Third (and most importantly), the majority of the subjects scored high on the initial baseline QOL tests. So when later tests showed their happy campers weren't any happier after taking Prempro, they merely proved that "if it ain't broke, Prempro won't fix it."
Somehow, that bit of useless information has since been translated into the completely unfounded claim that "if it IS broke, the right hormones won't fix it."
What you won't hear in the news is that despite the claim that hormones won't improve anyone's QOL, the study did show that among the 12% of subjects with moderate to severe symptoms, QOL improvement was 77% (vs. 52% for those taking the dummy pills). Now that's a significant difference!
Q. My sex drive is gone. Can Viagra work for me?
A. Maybe. There are Viagra-like products for women available now or on the horizon, but the truth is they can't improve your libido (sex drive). What they can do is draw blood to your genitals to make that area more sensitive and, presumably, more responsive during sex.
But if you have no sexual desire, those drugs won't solve your problem.
Testosterone is the hormone of desire in both women and men. And when we are deficient in it, we can lose not only our sex drive, but muscle tone, bone density, memory, energy, creative passion and fantasies as well.
Unfortunately, there is only one testosterone product currently available for women (Estratest) and it's not a BIH.
Intrinsa, a new bio-identical testosterone patch for women, passed all the standard tests for FDA approval, but was sent back for additional testing in light of the controversy over hormones in general, and over using testosterone for women, in particular.
Women can use certain products de-signed for men, though many doctors are hesitant to prescribe them. And because of the potential for abuse, these steroids are closely regulated.
Q. I'm told I don't need to take progesterone with my estrogen since I've had a hysterectomy. Is that good advice?
A. No. Unless the surgeon also removed your brain, bones, muscles, breasts and just about every other organ in your body, you still need progesterone to sup-port normal physiologic functions.
Most importantly, you need progesterone to counteract potentially harmful effects of the estrogens remaining in your body. Even if you have no ovaries and have never taken estrogen, your body still makes estrogens in fat cells and in your adrenal glands.
But at menopause your body produces almost no progesterone, which creates a dangerous "estrogen dominant" condition. So even if you don't take estrogen, you probably still need progesterone to restore hormonal balance.

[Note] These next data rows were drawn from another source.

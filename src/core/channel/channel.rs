//! Defines the channel types

use core::fmt::{Display, Error as FmtError, Formatter};

use crate::core::channel::error::ChannelError;
use crate::core::channel::version::Version;
use crate::core::host::identifier::{ChannelId, ConnectionId, PortId};
use crate::prelude::*;

/// The channel handshake state machine. Unlike connections, channels have a
/// terminal `Closed` state: a closed channel sends and receives nothing,
/// though in-flight packets may still be timed out.
#[derive(Copy, Clone, Debug, PartialEq, Eq, Hash, serde::Serialize, serde::Deserialize)]
pub enum State {
    Init,
    TryOpen,
    Open,
    Closed,
}

impl State {
    /// Yields the state as a string
    pub fn as_string(&self) -> &'static str {
        match self {
            Self::Init => "INIT",
            Self::TryOpen => "TRYOPEN",
            Self::Open => "OPEN",
            Self::Closed => "CLOSED",
        }
    }

    pub fn is_open(self) -> bool {
        self == State::Open
    }
}

impl Display for State {
    fn fmt(&self, f: &mut Formatter<'_>) -> Result<(), FmtError> {
        write!(f, "{}", self.as_string())
    }
}

/// The delivery guarantee of a channel, fixed at creation.
///
/// `Ordered` enforces strict sequence delivery; `Unordered` accepts any
/// sequence once, rejecting duplicates through receipts.
#[derive(Copy, Clone, Debug, PartialEq, Eq, Hash, serde::Serialize, serde::Deserialize)]
pub enum Order {
    Unordered,
    Ordered,
}

impl Order {
    /// Yields the order as a string
    pub fn as_str(&self) -> &'static str {
        match self {
            Self::Unordered => "ORDER_UNORDERED",
            Self::Ordered => "ORDER_ORDERED",
        }
    }
}

impl Display for Order {
    fn fmt(&self, f: &mut Formatter<'_>) -> Result<(), FmtError> {
        write!(f, "{}", self.as_str())
    }
}

/// The remote end of a channel, as known locally. The channel id is absent
/// until the counterparty's handshake step ran.
#[derive(Clone, Debug, PartialEq, Eq, serde::Serialize, serde::Deserialize)]
pub struct Counterparty {
    pub port_id: PortId,
    pub channel_id: Option<ChannelId>,
}

impl Counterparty {
    pub fn new(port_id: PortId, channel_id: Option<ChannelId>) -> Self {
        Self {
            port_id,
            channel_id,
        }
    }

    pub fn port_id(&self) -> &PortId {
        &self.port_id
    }

    pub fn channel_id(&self) -> Option<&ChannelId> {
        self.channel_id.as_ref()
    }
}

impl Display for Counterparty {
    fn fmt(&self, f: &mut Formatter<'_>) -> Result<(), FmtError> {
        match &self.channel_id {
            Some(channel_id) => write!(
                f,
                "Counterparty(port_id: {}, channel_id: {})",
                self.port_id, channel_id
            ),
            None => write!(f, "Counterparty(port_id: {}, channel_id: None)", self.port_id),
        }
    }
}

/// One end of a channel. Owned by the port that created it; the connection
/// is referenced by id through `connection_hops` (exactly one hop is
/// supported).
#[derive(Clone, Debug, PartialEq, Eq, serde::Serialize, serde::Deserialize)]
pub struct ChannelEnd {
    pub state: State,
    pub ordering: Order,
    pub remote: Counterparty,
    pub connection_hops: Vec<ConnectionId>,
    pub version: Version,
}

impl ChannelEnd {
    pub fn new(
        state: State,
        ordering: Order,
        remote: Counterparty,
        connection_hops: Vec<ConnectionId>,
        version: Version,
    ) -> Result<Self, ChannelError> {
        let channel_end = Self {
            state,
            ordering,
            remote,
            connection_hops,
            version,
        };
        channel_end.verify_connection_hops_length()?;
        Ok(channel_end)
    }

    pub fn state(&self) -> &State {
        &self.state
    }

    pub fn ordering(&self) -> &Order {
        &self.ordering
    }

    pub fn counterparty(&self) -> &Counterparty {
        &self.remote
    }

    pub fn connection_hops(&self) -> &[ConnectionId] {
        &self.connection_hops
    }

    pub fn version(&self) -> &Version {
        &self.version
    }

    pub fn state_matches(&self, other: &State) -> bool {
        self.state.eq(other)
    }

    pub fn order_matches(&self, other: &Order) -> bool {
        self.ordering.eq(other)
    }

    /// Checks if the state of this channel end matches the expected state.
    pub fn verify_state_matches(&self, expected: &State) -> Result<(), ChannelError> {
        if !self.state_matches(expected) {
            return Err(ChannelError::InvalidState {
                expected: expected.to_string(),
                actual: self.state.to_string(),
            });
        }
        Ok(())
    }

    /// Checks if the state of this channel end is not closed.
    pub fn verify_not_closed(&self) -> Result<(), ChannelError> {
        if self.state_matches(&State::Closed) {
            return Err(ChannelError::InvalidState {
                expected: "Channel state cannot be Closed".to_string(),
                actual: self.state.to_string(),
            });
        }
        Ok(())
    }

    /// Checks if the counterparty of this channel end matches the expected one.
    pub fn verify_counterparty_matches(&self, expected: &Counterparty) -> Result<(), ChannelError> {
        if !self.counterparty().eq(expected) {
            return Err(ChannelError::InvalidCounterparty {
                expected: expected.clone(),
                actual: self.counterparty().clone(),
            });
        }
        Ok(())
    }

    /// Only a single connection hop is supported.
    pub fn verify_connection_hops_length(&self) -> Result<(), ChannelError> {
        if self.connection_hops.len() != 1 {
            return Err(ChannelError::InvalidConnectionHopsLength {
                expected: 1,
                actual: self.connection_hops.len() as u64,
            });
        }
        Ok(())
    }
}

#[cfg(test)]
mod tests {
    use core::str::FromStr;

    use super::*;

    fn dummy_counterparty() -> Counterparty {
        Counterparty::new(
            PortId::from_str("testcpport").expect("valid identifier"),
            None,
        )
    }

    #[test]
    fn channel_end_requires_exactly_one_hop() {
        let no_hops = ChannelEnd::new(
            State::Init,
            Order::Unordered,
            dummy_counterparty(),
            vec![],
            Version::default(),
        );
        assert!(no_hops.is_err());

        let conn = ConnectionId::from_str("connectionone").expect("valid identifier");
        let two_hops = ChannelEnd::new(
            State::Init,
            Order::Unordered,
            dummy_counterparty(),
            vec![conn.clone(), conn.clone()],
            Version::default(),
        );
        assert!(two_hops.is_err());

        let one_hop = ChannelEnd::new(
            State::Init,
            Order::Unordered,
            dummy_counterparty(),
            vec![conn],
            Version::default(),
        );
        assert!(one_hop.is_ok());
    }

    #[test]
    fn state_checks() {
        let conn = ConnectionId::from_str("connectionone").expect("valid identifier");
        let chan_end = ChannelEnd::new(
            State::Closed,
            Order::Ordered,
            dummy_counterparty(),
            vec![conn],
            Version::default(),
        )
        .expect("one hop");

        assert!(chan_end.verify_not_closed().is_err());
        assert!(chan_end.verify_state_matches(&State::Open).is_err());
        assert!(chan_end.verify_state_matches(&State::Closed).is_ok());
    }
}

Q. Isn't breast cancer the greatest disease risk women face?
A. No! Women are 9 times more likely to die of heart disease than of breast cancer! Plus, doctors are more likely to misdiagnose heart disease in women or to treat it less aggressively than in men.
Q. Isn't lowering cholesterol critical for preventing heart disease?
A. No. At least half of those who suffer heart attacks have perfectly normal cholesterol levels!
In fact, cholesterol is not bad for you. All your hormones are made of it. Only oxidized cholesterol is bad for you. (Which is why we take antioxidants like vitamins C and E.)
It's far more important to test for chronic inflammation as reflected in C-reactive protein and homocysteine levels, which are much more reliable predictors of heart disease than cholesterol.